Description of the task → Each entry has to be printed again exactly.

Data shown →

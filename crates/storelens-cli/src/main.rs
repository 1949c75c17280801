use std::time::Duration;

use clap::{Parser, Subcommand};
use tracing_subscriber::EnvFilter;

use storelens_scraper::{
    parse_storefront_url, ProductRequest, ScrapeError, ScrapeOptions, Scraper,
};

#[derive(Debug, Parser)]
#[command(name = "storelens")]
#[command(about = "Storefront product scraping and caching toolkit")]
struct Cli {
    #[command(subcommand)]
    command: Commands,
}

#[derive(Debug, Subcommand)]
enum Commands {
    /// Fetch one product by URL, or by shop domain plus handle.
    Product {
        /// Product URL (e.g. "https://shop.example.com/products/red-shoe")
        /// or a bare shop domain when HANDLE is given.
        target: String,
        /// Product handle; required when TARGET is a bare domain.
        handle: Option<String>,
        /// Bypass the cache for this call.
        #[arg(long)]
        no_cache: bool,
        /// Freshness window for cache reads, in minutes.
        #[arg(long)]
        ttl_minutes: Option<u64>,
        /// Per-attempt request timeout, in seconds.
        #[arg(long)]
        timeout_secs: Option<u64>,
        /// Total fetch attempts (1 = no retries).
        #[arg(long)]
        retries: Option<u32>,
    },
    /// Fetch many products concurrently from their URLs.
    Batch {
        /// Product URLs.
        urls: Vec<String>,
    },
    /// Fetch shop metadata (degrades to domain-derived defaults on failure).
    Shop {
        /// Shop domain, e.g. "example-shoes.myshopify.com".
        domain: String,
    },
}

#[tokio::main]
async fn main() -> anyhow::Result<()> {
    dotenvy::dotenv().ok();
    let config = storelens_core::load_app_config()?;
    let env_filter = EnvFilter::try_from_default_env()
        .or_else(|_| EnvFilter::try_new(config.log_level.clone()))?;
    tracing_subscriber::fmt().with_env_filter(env_filter).init();

    let scraper = Scraper::new(&config)?;
    let cli = Cli::parse();

    match cli.command {
        Commands::Product {
            target,
            handle,
            no_cache,
            ttl_minutes,
            timeout_secs,
            retries,
        } => {
            let (shop_domain, product_handle) = resolve_target(&target, handle)?;

            let mut options = ScrapeOptions::from_config(&config);
            options.use_cache = !no_cache;
            if let Some(ttl) = ttl_minutes {
                options.ttl_minutes = ttl;
            }
            if let Some(secs) = timeout_secs {
                options.timeout = Duration::from_secs(secs);
            }
            if let Some(attempts) = retries {
                options.retries = attempts;
            }

            let product = scraper
                .get_product(&shop_domain, &product_handle, &options)
                .await?;
            println!("{}", serde_json::to_string_pretty(&product)?);
        }

        Commands::Batch { urls } => {
            let mut requests = Vec::new();
            let mut unparseable = 0usize;
            for url in &urls {
                match parse_storefront_url(url) {
                    Some(parsed) => requests.push(ProductRequest {
                        shop_domain: parsed.shop_domain,
                        product_handle: parsed.product_handle,
                    }),
                    None => {
                        tracing::warn!(url = %url, "not a recognizable product URL, skipping");
                        unparseable += 1;
                    }
                }
            }

            let options = ScrapeOptions::from_config(&config);
            let outcome = scraper.get_products(&requests, &options).await;

            let omitted = outcome.failed.len() + unparseable;
            println!(
                "{}",
                serde_json::to_string_pretty(&serde_json::json!({
                    "products": outcome.succeeded,
                    "omitted": omitted,
                }))?
            );
        }

        Commands::Shop { domain } => {
            let info = scraper.shop_info(&domain).await;
            println!("{}", serde_json::to_string_pretty(&info)?);
        }
    }

    Ok(())
}

/// Resolves the `product` subcommand's target into a fetch key. A bare
/// domain needs an explicit handle; anything else must parse as a product
/// URL.
fn resolve_target(target: &str, handle: Option<String>) -> anyhow::Result<(String, String)> {
    if let Some(handle) = handle {
        return Ok((target.to_string(), handle));
    }
    parse_storefront_url(target)
        .map(|parsed| (parsed.shop_domain, parsed.product_handle))
        .ok_or_else(|| {
            ScrapeError::InvalidUrl {
                url: target.to_string(),
                reason: "no /products/{handle} path segment; pass a domain and handle instead"
                    .to_string(),
            }
            .into()
        })
}

#[cfg(test)]
mod tests {
    use super::*;

    #[test]
    fn resolve_target_prefers_explicit_handle() {
        let (domain, handle) =
            resolve_target("shop.example.com", Some("red-shoe".to_string())).unwrap();
        assert_eq!(domain, "shop.example.com");
        assert_eq!(handle, "red-shoe");
    }

    #[test]
    fn resolve_target_parses_product_urls() {
        let (domain, handle) =
            resolve_target("https://foo.myshopify.com/products/red-shoe?variant=1", None).unwrap();
        assert_eq!(domain, "foo.myshopify.com");
        assert_eq!(handle, "red-shoe");
    }

    #[test]
    fn resolve_target_rejects_non_product_urls() {
        assert!(resolve_target("https://example.com/about", None).is_err());
    }
}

Task response →
filename crates/storelens-cli/src/main.rs
repository 1949c75c17280801
use std::time::Duration;

use clap::{Parser, Subcommand};
use tracing_subscriber::EnvFilter;

use storelens_scraper::{
    parse_storefront_url, ProductRequest, ScrapeError, ScrapeOptions, Scraper,
};

#[derive(Debug, Parser)]
#[command(name = "storelens")]
#[command(about = "Storefront product scraping and caching toolkit")]
struct Cli {
    #[command(subcommand)]
    command: Commands,
}

#[derive(Debug, Subcommand)]
enum Commands {
    /// Fetch one product by URL, or by shop domain plus handle.
    Product {
        /// Product URL (e.g. "https://shop.example.com/products/red-shoe")
        /// or a bare shop domain when HANDLE is given.
        target: String,
        /// Product handle; required when TARGET is a bare domain.
        handle: Option<String>,
        /// Bypass the cache for this call.
        #[arg(long)]
        no_cache: bool,
        /// Freshness window for cache reads, in minutes.
        #[arg(long)]
        ttl_minutes: Option<u64>,
        /// Per-attempt request timeout, in seconds.
        #[arg(long)]
        timeout_secs: Option<u64>,
        /// Total fetch attempts (1 = no retries).
        #[arg(long)]
        retries: Option<u32>,
    },
    /// Fetch many products concurrently from their URLs.
    Batch {
        /// Product URLs.
        urls: Vec<String>,
    },
    /// Fetch shop metadata (degrades to domain-derived defaults on failure).
    Shop {
        /// Shop domain, e.g. "example-shoes.myshopify.com".
        domain: String,
    },
}

#[tokio::main]
async fn main() -> anyhow::Result<()> {
    dotenvy::dotenv().ok();
    let config = storelens_core::load_app_config()?;
    let env_filter = EnvFilter::try_from_default_env()
        .or_else(|_| EnvFilter::try_new(config.log_level.clone()))?;
    tracing_subscriber::fmt().with_env_filter(env_filter).init();

    let scraper = Scraper::new(&config)?;
    let cli = Cli::parse();

    match cli.command {
        Commands::Product {
            target,
            handle,
            no_cache,
            ttl_minutes,
            timeout_secs,
            retries,
        } => {
            let (shop_domain, product_handle) = resolve_target(&target, handle)?;

            let mut options = ScrapeOptions::from_config(&config);
            options.use_cache = !no_cache;
            if let Some(ttl) = ttl_minutes {
                options.ttl_minutes = ttl;
            }
            if let Some(secs) = timeout_secs {
                options.timeout = Duration::from_secs(secs);
            }
            if let Some(attempts) = retries {
                options.retries = attempts;
            }

            let product = scraper
                .get_product(&shop_domain, &product_handle, &options)
                .await?;
            println!("{}", serde_json::to_string_pretty(&product)?);
        }

        Commands::Batch { urls } => {
            let mut requests = Vec::new();
            let mut unparseable = 0usize;
            for url in &urls {
                match parse_storefront_url(url) {
                    Some(parsed) => requests.push(ProductRequest {
                        shop_domain: parsed.shop_domain,
                        product_handle: parsed.product_handle,
                    }),
                    None => {
                        tracing::warn!(url = %url, "not a recognizable product URL, skipping");
                        unparseable += 1;
                    }
                }
            }

            let options = ScrapeOptions::from_config(&config);
            let outcome = scraper.get_products(&requests, &options).await;

            let omitted = outcome.failed.len() + unparseable;
            println!(
                "{}",
                serde_json::to_string_pretty(&serde_json::json!({
                    "products": outcome.succeeded,
                    "omitted": omitted,
                }))?
            );
        }

        Commands::Shop { domain } => {
            let info = scraper.shop_info(&domain).await;
            println!("{}", serde_json::to_string_pretty(&info)?);
        }
    }

    Ok(())
}

/// Resolves the `product` subcommand's target into a fetch key. A bare
/// domain needs an explicit handle; anything else must parse as a product
/// URL.
fn resolve_target(target: &str, handle: Option<String>) -> anyhow::Result<(String, String)> {
    if let Some(handle) = handle {
        return Ok((target.to_string(), handle));
    }
    parse_storefront_url(target)
        .map(|parsed| (parsed.shop_domain, parsed.product_handle))
        .ok_or_else(|| {
            ScrapeError::InvalidUrl {
                url: target.to_string(),
                reason: "no /products/{handle} path segment; pass a domain and handle instead"
                    .to_string(),
            }
            .into()
        })
}

#[cfg(test)]
mod tests {
    use super::*;

    #[test]
    fn resolve_target_prefers_explicit_handle() {
        let (domain, handle) =
            resolve_target("shop.example.com", Some("red-shoe".to_string())).unwrap();
        assert_eq!(domain, "shop.example.com");
        assert_eq!(handle, "red-shoe");
    }

    #[test]
    fn resolve_target_parses_product_urls() {
        let (domain, handle) =
            resolve_target("https://foo.myshopify.com/products/red-shoe?variant=1", None).unwrap();
        assert_eq!(domain, "foo.myshopify.com");
        assert_eq!(handle, "red-shoe");
    }

    #[test]
    fn resolve_target_rejects_non_product_urls() {
        assert!(resolve_target("https://example.com/about", None).is_err());
    }
}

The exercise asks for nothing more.